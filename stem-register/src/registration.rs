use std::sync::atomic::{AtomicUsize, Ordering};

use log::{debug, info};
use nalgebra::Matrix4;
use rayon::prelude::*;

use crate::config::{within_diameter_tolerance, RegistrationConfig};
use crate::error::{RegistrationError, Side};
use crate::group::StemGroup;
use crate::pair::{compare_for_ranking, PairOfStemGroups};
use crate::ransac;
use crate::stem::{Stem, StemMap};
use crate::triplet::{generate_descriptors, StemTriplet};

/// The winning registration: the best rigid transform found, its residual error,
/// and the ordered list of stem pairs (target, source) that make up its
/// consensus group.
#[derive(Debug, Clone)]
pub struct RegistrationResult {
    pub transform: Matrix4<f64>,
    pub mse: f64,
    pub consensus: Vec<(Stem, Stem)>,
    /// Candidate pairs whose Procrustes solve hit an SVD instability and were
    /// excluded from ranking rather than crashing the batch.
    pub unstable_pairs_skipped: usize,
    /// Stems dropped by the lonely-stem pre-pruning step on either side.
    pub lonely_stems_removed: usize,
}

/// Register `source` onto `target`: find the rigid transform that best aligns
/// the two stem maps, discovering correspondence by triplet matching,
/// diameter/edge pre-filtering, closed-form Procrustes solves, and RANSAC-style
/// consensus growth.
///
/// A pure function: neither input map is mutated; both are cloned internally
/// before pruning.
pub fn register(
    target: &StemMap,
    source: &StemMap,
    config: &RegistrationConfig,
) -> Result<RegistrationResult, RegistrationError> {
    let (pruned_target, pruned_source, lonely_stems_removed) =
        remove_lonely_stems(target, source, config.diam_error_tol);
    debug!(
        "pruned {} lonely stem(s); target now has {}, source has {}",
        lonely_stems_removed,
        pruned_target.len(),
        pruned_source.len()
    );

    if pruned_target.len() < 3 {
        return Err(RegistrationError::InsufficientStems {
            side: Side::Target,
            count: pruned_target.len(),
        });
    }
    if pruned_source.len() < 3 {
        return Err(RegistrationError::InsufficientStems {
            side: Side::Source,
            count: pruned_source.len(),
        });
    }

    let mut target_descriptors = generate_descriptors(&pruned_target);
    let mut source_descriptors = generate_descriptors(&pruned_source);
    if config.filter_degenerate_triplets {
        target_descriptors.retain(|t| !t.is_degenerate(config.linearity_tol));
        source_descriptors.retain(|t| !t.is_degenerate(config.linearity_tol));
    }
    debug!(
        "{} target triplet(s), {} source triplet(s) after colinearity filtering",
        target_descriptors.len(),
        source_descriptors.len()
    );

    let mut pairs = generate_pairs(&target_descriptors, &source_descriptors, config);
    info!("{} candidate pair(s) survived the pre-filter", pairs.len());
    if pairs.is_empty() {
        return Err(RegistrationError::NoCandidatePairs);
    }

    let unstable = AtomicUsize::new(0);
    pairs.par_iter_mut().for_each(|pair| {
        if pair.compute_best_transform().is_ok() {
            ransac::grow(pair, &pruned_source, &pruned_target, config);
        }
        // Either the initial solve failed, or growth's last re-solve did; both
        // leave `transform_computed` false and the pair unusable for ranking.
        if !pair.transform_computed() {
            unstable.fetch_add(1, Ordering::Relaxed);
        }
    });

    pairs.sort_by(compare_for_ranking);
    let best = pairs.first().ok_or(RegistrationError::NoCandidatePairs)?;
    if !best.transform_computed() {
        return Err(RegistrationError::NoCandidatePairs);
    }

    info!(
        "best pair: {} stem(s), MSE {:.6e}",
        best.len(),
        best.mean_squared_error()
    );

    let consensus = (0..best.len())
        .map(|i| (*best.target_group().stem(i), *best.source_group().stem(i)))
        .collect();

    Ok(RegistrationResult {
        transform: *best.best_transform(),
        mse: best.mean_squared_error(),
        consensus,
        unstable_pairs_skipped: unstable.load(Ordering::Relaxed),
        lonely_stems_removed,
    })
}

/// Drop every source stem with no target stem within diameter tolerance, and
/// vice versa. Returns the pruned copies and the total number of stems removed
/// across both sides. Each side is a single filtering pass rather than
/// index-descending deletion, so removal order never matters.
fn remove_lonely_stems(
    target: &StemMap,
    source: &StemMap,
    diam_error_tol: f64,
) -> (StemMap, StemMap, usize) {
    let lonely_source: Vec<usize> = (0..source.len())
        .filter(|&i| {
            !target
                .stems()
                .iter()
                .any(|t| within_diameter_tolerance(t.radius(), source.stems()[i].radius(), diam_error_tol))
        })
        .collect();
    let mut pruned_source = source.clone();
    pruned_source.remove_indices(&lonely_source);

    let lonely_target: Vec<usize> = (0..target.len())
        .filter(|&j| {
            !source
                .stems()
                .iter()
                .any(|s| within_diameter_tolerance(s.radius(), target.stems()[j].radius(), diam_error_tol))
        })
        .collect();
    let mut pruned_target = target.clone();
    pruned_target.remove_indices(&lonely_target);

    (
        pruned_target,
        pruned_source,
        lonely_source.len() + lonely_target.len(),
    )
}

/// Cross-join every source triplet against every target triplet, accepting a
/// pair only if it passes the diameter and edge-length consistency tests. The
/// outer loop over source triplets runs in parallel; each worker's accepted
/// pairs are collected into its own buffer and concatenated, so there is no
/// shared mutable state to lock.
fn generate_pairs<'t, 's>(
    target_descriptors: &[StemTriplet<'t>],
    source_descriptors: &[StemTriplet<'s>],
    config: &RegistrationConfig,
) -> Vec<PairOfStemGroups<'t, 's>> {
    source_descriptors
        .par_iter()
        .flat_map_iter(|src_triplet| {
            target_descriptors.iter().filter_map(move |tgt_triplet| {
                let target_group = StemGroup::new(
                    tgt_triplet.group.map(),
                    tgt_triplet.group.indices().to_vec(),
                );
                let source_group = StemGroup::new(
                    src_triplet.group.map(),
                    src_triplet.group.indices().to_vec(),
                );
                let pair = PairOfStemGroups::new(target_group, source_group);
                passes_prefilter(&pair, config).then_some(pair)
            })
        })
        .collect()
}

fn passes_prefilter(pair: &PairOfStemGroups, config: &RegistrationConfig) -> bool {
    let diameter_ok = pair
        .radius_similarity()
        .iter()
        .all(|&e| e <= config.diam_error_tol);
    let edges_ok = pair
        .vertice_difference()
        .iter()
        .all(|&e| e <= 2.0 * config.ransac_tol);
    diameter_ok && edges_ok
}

__Work required__. All the entries are to be set down exactly as they appear.

__Written answer__.
filename stem-register/src/registration.rs
use std::sync::atomic::{AtomicUsize, Ordering};

use log::{debug, info};
use nalgebra::Matrix4;
use rayon::prelude::*;

use crate::config::{within_diameter_tolerance, RegistrationConfig};
use crate::error::{RegistrationError, Side};
use crate::group::StemGroup;
use crate::pair::{compare_for_ranking, PairOfStemGroups};
use crate::ransac;
use crate::stem::{Stem, StemMap};
use crate::triplet::{generate_descriptors, StemTriplet};

/// The winning registration: the best rigid transform found, its residual error,
/// and the ordered list of stem pairs (target, source) that make up its
/// consensus group.
#[derive(Debug, Clone)]
pub struct RegistrationResult {
    pub transform: Matrix4<f64>,
    pub mse: f64,
    pub consensus: Vec<(Stem, Stem)>,
    /// Candidate pairs whose Procrustes solve hit an SVD instability and were
    /// excluded from ranking rather than crashing the batch.
    pub unstable_pairs_skipped: usize,
    /// Stems dropped by the lonely-stem pre-pruning step on either side.
    pub lonely_stems_removed: usize,
}

/// Register `source` onto `target`: find the rigid transform that best aligns
/// the two stem maps, discovering correspondence by triplet matching,
/// diameter/edge pre-filtering, closed-form Procrustes solves, and RANSAC-style
/// consensus growth.
///
/// A pure function: neither input map is mutated; both are cloned internally
/// before pruning.
pub fn register(
    target: &StemMap,
    source: &StemMap,
    config: &RegistrationConfig,
) -> Result<RegistrationResult, RegistrationError> {
    let (pruned_target, pruned_source, lonely_stems_removed) =
        remove_lonely_stems(target, source, config.diam_error_tol);
    debug!(
        "pruned {} lonely stem(s); target now has {}, source has {}",
        lonely_stems_removed,
        pruned_target.len(),
        pruned_source.len()
    );

    if pruned_target.len() < 3 {
        return Err(RegistrationError::InsufficientStems {
            side: Side::Target,
            count: pruned_target.len(),
        });
    }
    if pruned_source.len() < 3 {
        return Err(RegistrationError::InsufficientStems {
            side: Side::Source,
            count: pruned_source.len(),
        });
    }

    let mut target_descriptors = generate_descriptors(&pruned_target);
    let mut source_descriptors = generate_descriptors(&pruned_source);
    if config.filter_degenerate_triplets {
        target_descriptors.retain(|t| !t.is_degenerate(config.linearity_tol));
        source_descriptors.retain(|t| !t.is_degenerate(config.linearity_tol));
    }
    debug!(
        "{} target triplet(s), {} source triplet(s) after colinearity filtering",
        target_descriptors.len(),
        source_descriptors.len()
    );

    let mut pairs = generate_pairs(&target_descriptors, &source_descriptors, config);
    info!("{} candidate pair(s) survived the pre-filter", pairs.len());
    if pairs.is_empty() {
        return Err(RegistrationError::NoCandidatePairs);
    }

    let unstable = AtomicUsize::new(0);
    pairs.par_iter_mut().for_each(|pair| {
        if pair.compute_best_transform().is_ok() {
            ransac::grow(pair, &pruned_source, &pruned_target, config);
        }
        // Either the initial solve failed, or growth's last re-solve did; both
        // leave `transform_computed` false and the pair unusable for ranking.
        if !pair.transform_computed() {
            unstable.fetch_add(1, Ordering::Relaxed);
        }
    });

    pairs.sort_by(compare_for_ranking);
    let best = pairs.first().ok_or(RegistrationError::NoCandidatePairs)?;
    if !best.transform_computed() {
        return Err(RegistrationError::NoCandidatePairs);
    }

    info!(
        "best pair: {} stem(s), MSE {:.6e}",
        best.len(),
        best.mean_squared_error()
    );

    let consensus = (0..best.len())
        .map(|i| (*best.target_group().stem(i), *best.source_group().stem(i)))
        .collect();

    Ok(RegistrationResult {
        transform: *best.best_transform(),
        mse: best.mean_squared_error(),
        consensus,
        unstable_pairs_skipped: unstable.load(Ordering::Relaxed),
        lonely_stems_removed,
    })
}

/// Drop every source stem with no target stem within diameter tolerance, and
/// vice versa. Returns the pruned copies and the total number of stems removed
/// across both sides. Each side is a single filtering pass rather than
/// index-descending deletion, so removal order never matters.
fn remove_lonely_stems(
    target: &StemMap,
    source: &StemMap,
    diam_error_tol: f64,
) -> (StemMap, StemMap, usize) {
    let lonely_source: Vec<usize> = (0..source.len())
        .filter(|&i| {
            !target
                .stems()
                .iter()
                .any(|t| within_diameter_tolerance(t.radius(), source.stems()[i].radius(), diam_error_tol))
        })
        .collect();
    let mut pruned_source = source.clone();
    pruned_source.remove_indices(&lonely_source);

    let lonely_target: Vec<usize> = (0..target.len())
        .filter(|&j| {
            !source
                .stems()
                .iter()
                .any(|s| within_diameter_tolerance(s.radius(), target.stems()[j].radius(), diam_error_tol))
        })
        .collect();
    let mut pruned_target = target.clone();
    pruned_target.remove_indices(&lonely_target);

    (
        pruned_target,
        pruned_source,
        lonely_source.len() + lonely_target.len(),
    )
}

/// Cross-join every source triplet against every target triplet, accepting a
/// pair only if it passes the diameter and edge-length consistency tests. The
/// outer loop over source triplets runs in parallel; each worker's accepted
/// pairs are collected into its own buffer and concatenated, so there is no
/// shared mutable state to lock.
fn generate_pairs<'t, 's>(
    target_descriptors: &[StemTriplet<'t>],
    source_descriptors: &[StemTriplet<'s>],
    config: &RegistrationConfig,
) -> Vec<PairOfStemGroups<'t, 's>> {
    source_descriptors
        .par_iter()
        .flat_map_iter(|src_triplet| {
            target_descriptors.iter().filter_map(move |tgt_triplet| {
                let target_group = StemGroup::new(
                    tgt_triplet.group.map(),
                    tgt_triplet.group.indices().to_vec(),
                );
                let source_group = StemGroup::new(
                    src_triplet.group.map(),
                    src_triplet.group.indices().to_vec(),
                );
                let pair = PairOfStemGroups::new(target_group, source_group);
                passes_prefilter(&pair, config).then_some(pair)
            })
        })
        .collect()
}

fn passes_prefilter(pair: &PairOfStemGroups, config: &RegistrationConfig) -> bool {
    let diameter_ok = pair
        .radius_similarity()
        .iter()
        .all(|&e| e <= config.diam_error_tol);
    let edges_ok = pair
        .vertice_difference()
        .iter()
        .all(|&e| e <= 2.0 * config.ransac_tol);
    diameter_ok && edges_ok
}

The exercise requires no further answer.